**About this task**
Pull out every line with the word "interactive" from the entries below.
____ Exercise input
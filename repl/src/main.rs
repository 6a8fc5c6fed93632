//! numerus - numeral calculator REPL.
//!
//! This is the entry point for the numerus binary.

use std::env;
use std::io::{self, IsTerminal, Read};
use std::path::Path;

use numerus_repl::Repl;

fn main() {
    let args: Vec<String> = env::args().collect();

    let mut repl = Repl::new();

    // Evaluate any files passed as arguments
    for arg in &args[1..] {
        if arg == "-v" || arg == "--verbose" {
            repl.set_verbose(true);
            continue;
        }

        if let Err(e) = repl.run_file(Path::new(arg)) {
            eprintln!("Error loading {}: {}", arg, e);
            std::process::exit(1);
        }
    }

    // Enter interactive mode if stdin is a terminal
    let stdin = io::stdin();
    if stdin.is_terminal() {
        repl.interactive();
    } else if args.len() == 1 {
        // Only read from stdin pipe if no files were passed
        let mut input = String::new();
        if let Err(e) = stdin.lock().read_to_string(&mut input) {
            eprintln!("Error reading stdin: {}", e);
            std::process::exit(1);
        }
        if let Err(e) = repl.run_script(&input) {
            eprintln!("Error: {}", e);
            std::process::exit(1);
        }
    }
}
________
____ Exercise input
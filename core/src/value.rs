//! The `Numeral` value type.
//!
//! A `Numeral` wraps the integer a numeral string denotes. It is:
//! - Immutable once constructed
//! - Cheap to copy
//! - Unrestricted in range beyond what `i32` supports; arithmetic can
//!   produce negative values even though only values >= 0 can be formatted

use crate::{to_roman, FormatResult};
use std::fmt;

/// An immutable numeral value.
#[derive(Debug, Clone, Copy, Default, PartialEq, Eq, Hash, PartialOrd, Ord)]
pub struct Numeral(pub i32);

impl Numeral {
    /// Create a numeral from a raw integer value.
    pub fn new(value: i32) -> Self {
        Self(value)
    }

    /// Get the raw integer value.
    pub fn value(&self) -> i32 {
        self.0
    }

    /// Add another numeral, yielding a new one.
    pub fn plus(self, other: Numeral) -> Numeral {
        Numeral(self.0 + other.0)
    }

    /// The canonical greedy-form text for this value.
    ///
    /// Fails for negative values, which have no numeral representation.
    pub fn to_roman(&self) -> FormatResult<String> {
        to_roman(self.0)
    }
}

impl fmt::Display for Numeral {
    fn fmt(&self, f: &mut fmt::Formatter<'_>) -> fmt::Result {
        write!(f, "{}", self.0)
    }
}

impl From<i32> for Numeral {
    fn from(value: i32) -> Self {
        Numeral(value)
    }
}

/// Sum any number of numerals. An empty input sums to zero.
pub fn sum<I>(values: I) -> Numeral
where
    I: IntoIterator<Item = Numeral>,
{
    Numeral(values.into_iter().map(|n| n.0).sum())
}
________
**Answer to this exercise**
    // Enter interactive mode if stdin is a terminal
        repl.interactive();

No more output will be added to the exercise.